- **Source material**:
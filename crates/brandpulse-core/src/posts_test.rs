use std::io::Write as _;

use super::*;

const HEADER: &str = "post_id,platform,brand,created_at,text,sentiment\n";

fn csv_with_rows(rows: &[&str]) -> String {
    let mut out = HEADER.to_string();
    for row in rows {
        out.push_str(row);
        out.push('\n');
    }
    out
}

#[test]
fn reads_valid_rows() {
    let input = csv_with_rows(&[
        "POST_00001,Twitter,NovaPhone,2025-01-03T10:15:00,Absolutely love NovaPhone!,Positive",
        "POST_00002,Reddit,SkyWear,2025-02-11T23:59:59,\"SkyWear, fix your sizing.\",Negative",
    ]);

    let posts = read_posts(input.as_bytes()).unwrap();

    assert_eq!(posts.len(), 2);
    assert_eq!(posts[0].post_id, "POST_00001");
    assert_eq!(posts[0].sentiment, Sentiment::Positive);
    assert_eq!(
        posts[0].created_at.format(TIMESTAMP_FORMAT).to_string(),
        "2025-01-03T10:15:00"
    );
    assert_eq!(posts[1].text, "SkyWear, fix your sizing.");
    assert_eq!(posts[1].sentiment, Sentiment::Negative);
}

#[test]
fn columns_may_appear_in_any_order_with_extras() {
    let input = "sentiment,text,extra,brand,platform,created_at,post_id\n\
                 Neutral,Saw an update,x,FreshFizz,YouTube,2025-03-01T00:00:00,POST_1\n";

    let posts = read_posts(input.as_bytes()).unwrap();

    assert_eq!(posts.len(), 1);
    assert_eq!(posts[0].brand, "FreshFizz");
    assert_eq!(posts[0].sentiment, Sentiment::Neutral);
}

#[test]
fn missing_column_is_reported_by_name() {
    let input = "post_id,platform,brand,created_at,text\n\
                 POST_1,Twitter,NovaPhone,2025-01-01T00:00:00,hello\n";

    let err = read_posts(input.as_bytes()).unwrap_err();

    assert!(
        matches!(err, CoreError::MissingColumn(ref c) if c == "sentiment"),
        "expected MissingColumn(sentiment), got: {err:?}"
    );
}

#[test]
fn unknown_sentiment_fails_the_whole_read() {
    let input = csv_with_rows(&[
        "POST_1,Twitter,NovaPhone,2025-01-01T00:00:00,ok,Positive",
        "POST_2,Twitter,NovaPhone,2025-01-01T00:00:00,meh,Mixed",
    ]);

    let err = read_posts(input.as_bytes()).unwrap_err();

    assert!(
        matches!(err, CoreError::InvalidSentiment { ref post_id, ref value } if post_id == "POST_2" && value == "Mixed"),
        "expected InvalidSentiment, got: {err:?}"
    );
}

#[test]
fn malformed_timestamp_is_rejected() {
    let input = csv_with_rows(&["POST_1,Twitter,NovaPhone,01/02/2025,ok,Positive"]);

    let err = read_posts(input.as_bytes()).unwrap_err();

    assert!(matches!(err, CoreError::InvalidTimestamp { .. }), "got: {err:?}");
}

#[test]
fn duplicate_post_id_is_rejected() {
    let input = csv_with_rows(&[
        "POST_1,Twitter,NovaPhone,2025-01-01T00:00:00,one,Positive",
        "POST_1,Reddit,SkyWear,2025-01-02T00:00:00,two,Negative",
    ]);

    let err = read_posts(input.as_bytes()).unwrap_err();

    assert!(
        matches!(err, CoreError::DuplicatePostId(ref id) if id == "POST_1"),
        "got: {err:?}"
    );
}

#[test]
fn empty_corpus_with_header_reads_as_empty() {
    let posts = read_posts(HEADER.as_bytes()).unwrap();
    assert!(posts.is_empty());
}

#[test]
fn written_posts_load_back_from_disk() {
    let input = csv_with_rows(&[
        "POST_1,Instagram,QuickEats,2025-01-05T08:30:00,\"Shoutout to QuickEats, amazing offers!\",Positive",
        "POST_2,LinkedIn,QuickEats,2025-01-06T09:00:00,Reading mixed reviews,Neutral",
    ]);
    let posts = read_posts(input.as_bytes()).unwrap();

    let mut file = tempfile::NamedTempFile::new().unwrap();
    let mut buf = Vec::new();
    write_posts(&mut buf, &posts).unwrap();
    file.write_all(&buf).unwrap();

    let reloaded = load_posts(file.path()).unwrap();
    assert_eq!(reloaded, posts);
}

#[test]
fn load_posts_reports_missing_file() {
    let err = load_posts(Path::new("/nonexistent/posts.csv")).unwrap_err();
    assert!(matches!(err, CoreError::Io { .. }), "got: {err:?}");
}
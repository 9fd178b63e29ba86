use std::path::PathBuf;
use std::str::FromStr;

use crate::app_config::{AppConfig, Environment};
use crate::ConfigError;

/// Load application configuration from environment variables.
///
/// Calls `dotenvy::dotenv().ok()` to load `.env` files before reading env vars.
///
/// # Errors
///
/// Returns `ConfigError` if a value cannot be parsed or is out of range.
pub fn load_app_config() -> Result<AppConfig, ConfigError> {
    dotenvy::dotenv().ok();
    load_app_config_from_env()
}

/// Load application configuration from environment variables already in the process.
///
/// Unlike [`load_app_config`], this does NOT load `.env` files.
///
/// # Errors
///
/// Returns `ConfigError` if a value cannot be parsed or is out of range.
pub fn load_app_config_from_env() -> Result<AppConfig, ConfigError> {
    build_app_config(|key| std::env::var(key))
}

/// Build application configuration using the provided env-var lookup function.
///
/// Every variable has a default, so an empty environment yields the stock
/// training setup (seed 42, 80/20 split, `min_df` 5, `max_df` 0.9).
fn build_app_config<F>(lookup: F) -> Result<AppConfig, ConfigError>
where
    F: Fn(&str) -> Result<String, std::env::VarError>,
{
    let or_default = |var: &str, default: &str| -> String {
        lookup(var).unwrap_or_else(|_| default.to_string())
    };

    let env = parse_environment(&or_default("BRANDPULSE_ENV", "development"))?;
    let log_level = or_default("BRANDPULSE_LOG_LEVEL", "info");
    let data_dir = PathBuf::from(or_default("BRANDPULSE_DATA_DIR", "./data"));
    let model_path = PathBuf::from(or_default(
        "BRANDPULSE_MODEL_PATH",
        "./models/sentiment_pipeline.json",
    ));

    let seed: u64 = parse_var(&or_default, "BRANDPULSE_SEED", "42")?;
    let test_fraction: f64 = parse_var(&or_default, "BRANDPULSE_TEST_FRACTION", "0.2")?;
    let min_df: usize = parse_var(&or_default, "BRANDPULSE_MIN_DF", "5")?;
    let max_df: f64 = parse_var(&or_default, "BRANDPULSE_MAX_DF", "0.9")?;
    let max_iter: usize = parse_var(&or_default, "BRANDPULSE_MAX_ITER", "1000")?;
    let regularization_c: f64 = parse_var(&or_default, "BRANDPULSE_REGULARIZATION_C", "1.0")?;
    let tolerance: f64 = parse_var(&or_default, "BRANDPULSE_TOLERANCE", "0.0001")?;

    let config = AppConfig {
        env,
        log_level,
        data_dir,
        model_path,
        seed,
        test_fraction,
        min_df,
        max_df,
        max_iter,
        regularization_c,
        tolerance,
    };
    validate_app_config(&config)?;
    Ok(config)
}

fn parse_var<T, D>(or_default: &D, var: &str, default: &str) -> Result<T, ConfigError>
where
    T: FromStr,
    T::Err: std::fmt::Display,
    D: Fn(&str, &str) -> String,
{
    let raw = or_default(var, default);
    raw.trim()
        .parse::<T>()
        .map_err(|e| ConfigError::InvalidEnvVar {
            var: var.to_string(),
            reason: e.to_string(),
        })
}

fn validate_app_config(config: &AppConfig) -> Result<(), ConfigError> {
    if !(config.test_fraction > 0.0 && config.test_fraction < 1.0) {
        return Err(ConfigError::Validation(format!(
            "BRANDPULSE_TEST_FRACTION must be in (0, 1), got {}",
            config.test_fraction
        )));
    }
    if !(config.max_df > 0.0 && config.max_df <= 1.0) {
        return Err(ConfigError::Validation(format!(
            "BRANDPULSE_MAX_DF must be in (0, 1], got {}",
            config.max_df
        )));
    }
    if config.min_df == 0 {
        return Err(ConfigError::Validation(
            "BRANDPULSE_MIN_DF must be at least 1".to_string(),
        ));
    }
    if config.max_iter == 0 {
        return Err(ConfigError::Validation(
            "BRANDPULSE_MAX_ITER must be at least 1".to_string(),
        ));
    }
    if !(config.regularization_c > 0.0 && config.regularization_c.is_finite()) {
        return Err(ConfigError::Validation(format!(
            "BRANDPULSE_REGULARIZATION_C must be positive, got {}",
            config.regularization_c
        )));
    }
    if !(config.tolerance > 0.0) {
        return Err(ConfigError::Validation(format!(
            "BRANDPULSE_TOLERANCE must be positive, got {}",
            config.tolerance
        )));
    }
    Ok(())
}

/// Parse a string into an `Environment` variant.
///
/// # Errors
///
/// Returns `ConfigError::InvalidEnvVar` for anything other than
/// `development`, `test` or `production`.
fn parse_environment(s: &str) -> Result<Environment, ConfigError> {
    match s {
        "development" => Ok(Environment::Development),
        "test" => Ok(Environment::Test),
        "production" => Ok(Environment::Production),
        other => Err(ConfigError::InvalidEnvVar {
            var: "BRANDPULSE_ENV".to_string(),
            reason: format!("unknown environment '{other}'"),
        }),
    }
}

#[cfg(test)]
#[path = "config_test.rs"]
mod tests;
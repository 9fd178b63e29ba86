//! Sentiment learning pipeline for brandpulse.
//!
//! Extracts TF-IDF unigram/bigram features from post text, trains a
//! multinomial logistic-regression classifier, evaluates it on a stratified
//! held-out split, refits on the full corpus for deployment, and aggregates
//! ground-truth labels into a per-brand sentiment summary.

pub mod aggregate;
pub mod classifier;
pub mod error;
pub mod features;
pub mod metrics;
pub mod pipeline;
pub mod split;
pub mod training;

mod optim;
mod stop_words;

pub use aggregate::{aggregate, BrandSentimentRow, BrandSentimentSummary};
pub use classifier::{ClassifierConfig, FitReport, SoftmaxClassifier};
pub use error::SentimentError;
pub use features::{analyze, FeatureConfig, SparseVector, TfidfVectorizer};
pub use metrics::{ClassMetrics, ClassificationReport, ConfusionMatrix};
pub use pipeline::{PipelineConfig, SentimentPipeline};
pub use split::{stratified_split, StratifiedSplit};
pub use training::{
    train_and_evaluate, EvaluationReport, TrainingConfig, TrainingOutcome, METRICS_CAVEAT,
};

- **Required work**:
Copy each line holding "features" from the material above.

- **Response to this exercise**:
//! Extracts TF-IDF unigram/bigram features from post text, trains a
pub mod features;
pub use features::{analyze, FeatureConfig, SparseVector, TfidfVectorizer};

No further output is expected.